··· Provided entries ···

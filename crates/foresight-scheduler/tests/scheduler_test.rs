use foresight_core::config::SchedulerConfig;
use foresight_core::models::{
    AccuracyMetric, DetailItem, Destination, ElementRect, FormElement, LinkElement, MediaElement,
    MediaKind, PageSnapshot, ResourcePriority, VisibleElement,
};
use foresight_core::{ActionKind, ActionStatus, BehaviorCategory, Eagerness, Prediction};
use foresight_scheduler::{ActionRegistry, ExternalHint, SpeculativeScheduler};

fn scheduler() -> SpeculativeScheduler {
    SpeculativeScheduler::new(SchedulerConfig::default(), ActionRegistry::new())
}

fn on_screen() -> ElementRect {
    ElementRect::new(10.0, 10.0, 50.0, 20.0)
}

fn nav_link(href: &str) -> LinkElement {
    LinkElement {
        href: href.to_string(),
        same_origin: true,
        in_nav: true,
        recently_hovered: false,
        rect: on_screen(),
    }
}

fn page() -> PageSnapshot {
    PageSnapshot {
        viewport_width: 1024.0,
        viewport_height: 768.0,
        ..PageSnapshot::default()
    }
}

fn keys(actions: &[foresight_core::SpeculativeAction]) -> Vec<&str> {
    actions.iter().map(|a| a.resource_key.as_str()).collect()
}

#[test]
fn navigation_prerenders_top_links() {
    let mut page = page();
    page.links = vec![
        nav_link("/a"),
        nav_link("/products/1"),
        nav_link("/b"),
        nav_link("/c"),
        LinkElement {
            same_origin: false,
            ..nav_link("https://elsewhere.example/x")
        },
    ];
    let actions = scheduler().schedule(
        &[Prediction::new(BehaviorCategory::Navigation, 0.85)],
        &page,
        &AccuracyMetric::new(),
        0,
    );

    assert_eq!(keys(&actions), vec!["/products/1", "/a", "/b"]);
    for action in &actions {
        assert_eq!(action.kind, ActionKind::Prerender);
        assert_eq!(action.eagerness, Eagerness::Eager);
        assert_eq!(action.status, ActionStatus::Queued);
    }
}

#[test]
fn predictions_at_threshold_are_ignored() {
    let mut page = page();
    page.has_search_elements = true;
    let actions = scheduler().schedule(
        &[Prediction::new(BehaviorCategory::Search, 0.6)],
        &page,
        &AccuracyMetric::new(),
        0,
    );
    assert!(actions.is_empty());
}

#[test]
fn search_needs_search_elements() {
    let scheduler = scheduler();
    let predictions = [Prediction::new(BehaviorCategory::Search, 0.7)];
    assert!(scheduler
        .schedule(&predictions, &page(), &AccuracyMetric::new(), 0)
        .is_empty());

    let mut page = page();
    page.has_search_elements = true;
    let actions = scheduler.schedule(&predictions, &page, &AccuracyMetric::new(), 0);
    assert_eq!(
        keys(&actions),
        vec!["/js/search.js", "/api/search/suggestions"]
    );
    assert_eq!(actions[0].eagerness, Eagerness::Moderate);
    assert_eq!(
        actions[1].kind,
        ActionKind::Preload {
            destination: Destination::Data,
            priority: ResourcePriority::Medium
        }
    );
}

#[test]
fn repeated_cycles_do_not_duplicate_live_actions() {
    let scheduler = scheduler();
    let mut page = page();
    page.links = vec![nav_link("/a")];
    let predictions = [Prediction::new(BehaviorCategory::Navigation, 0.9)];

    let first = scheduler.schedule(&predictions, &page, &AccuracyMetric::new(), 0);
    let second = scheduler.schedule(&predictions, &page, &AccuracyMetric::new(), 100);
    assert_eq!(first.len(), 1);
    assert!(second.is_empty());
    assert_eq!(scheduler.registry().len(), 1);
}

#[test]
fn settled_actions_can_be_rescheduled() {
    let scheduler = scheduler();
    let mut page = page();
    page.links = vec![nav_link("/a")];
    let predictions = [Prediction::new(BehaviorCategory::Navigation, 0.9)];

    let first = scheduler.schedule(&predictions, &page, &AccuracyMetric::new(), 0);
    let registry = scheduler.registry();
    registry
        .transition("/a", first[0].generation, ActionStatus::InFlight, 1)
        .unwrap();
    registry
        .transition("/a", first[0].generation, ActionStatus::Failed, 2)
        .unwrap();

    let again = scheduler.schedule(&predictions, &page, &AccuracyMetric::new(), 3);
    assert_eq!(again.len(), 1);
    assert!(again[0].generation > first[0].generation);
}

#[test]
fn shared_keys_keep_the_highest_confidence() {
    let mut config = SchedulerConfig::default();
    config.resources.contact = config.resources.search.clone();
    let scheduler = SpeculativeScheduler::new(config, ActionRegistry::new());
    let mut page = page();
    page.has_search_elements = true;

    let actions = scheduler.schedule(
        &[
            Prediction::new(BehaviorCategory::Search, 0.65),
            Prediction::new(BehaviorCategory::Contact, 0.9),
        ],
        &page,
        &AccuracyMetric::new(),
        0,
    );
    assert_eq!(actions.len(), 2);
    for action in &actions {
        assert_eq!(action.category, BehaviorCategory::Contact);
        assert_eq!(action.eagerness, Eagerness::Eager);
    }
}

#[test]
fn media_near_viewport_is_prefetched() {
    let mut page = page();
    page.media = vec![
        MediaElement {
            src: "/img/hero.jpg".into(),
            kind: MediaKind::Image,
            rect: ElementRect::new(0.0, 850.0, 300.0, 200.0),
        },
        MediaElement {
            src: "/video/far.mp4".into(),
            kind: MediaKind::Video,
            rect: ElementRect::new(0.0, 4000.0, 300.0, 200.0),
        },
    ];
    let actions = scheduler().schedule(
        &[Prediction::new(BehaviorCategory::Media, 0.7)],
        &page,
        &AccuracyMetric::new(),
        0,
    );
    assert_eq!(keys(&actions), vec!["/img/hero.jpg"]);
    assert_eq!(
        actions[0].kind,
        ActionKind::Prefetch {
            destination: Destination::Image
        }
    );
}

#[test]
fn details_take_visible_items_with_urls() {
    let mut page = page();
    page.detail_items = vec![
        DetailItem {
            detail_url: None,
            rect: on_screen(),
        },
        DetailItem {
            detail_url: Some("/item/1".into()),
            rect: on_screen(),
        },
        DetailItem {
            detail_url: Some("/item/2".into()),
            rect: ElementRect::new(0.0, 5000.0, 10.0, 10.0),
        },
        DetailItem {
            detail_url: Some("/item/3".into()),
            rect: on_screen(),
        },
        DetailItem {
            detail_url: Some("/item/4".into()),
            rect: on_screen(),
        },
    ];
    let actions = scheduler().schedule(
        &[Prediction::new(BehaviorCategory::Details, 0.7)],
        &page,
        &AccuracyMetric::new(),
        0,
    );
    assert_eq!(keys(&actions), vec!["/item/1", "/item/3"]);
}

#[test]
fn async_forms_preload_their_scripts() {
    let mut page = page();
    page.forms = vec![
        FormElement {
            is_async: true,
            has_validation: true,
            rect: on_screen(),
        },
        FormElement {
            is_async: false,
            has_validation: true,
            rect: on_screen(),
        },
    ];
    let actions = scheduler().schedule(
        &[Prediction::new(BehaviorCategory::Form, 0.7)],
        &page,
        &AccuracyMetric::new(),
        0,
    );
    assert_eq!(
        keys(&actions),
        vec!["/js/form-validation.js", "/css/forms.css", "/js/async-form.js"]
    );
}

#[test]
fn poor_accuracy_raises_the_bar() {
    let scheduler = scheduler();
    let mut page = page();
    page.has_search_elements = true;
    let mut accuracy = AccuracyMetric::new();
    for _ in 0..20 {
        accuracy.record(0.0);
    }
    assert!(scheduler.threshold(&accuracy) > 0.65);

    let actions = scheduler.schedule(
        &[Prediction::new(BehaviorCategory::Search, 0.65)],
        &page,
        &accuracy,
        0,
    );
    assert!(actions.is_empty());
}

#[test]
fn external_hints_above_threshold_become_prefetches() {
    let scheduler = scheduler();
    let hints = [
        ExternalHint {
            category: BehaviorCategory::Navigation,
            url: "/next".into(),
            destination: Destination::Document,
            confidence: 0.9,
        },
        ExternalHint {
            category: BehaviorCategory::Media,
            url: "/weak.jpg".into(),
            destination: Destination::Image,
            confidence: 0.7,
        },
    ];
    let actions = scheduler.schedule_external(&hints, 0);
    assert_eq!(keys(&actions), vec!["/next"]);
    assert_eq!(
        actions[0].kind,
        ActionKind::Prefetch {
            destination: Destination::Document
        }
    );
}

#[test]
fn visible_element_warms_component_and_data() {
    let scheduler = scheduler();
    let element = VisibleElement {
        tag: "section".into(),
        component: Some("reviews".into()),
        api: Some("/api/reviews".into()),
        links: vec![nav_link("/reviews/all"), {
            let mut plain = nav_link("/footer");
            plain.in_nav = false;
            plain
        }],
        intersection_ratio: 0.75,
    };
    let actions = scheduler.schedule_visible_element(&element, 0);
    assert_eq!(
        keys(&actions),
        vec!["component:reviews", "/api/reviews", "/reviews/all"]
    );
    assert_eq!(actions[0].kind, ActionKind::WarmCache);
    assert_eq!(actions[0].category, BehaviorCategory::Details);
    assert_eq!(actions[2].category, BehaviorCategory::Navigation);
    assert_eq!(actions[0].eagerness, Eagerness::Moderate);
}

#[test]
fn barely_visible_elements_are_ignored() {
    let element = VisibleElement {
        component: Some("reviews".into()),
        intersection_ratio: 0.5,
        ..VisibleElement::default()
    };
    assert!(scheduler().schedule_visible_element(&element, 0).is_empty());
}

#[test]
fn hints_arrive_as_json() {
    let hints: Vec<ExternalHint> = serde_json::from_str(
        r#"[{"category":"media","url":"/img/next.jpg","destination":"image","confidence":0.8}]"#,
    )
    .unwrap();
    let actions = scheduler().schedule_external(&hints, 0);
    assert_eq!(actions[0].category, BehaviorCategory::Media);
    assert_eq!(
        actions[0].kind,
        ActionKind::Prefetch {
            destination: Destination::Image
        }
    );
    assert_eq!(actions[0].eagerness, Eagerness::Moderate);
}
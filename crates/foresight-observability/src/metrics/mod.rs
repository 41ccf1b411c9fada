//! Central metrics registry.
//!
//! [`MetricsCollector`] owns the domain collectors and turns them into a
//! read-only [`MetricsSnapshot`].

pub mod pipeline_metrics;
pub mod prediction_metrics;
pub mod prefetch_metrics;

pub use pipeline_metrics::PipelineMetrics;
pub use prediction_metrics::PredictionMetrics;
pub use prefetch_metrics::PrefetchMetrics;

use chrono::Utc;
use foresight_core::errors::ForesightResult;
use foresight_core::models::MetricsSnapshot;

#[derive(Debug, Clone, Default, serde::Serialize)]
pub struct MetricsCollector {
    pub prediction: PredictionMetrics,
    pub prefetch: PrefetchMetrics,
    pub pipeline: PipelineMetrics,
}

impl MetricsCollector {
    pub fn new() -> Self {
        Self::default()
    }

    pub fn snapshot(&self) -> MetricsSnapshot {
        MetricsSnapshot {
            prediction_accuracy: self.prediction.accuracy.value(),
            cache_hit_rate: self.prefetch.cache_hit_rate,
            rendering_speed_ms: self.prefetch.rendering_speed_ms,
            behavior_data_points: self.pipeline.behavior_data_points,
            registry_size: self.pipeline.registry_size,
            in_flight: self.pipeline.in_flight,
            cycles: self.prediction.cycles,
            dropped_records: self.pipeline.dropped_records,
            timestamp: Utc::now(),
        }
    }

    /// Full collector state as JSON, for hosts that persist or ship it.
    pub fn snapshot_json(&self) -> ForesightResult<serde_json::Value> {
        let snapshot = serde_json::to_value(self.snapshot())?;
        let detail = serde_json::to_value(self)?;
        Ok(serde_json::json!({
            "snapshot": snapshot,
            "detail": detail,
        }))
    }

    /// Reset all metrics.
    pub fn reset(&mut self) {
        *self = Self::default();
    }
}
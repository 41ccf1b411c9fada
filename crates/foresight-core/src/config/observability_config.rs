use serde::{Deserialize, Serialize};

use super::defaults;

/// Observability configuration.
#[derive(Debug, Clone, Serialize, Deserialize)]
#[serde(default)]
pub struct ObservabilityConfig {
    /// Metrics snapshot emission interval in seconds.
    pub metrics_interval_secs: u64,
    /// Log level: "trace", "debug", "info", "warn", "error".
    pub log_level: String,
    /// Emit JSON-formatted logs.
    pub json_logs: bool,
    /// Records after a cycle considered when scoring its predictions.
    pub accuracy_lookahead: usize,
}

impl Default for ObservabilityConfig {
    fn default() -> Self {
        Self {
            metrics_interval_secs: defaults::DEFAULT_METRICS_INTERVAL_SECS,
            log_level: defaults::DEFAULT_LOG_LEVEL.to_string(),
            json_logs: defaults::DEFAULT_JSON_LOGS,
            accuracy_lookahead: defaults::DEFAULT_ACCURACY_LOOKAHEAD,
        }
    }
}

···

◆ Work instruction: Reproduce every line above that contains the string "derive".

◆ Answer section:
#[derive(Debug, Clone, Default, serde::Serialize)]
#[derive(Debug, Clone, Serialize, Deserialize)]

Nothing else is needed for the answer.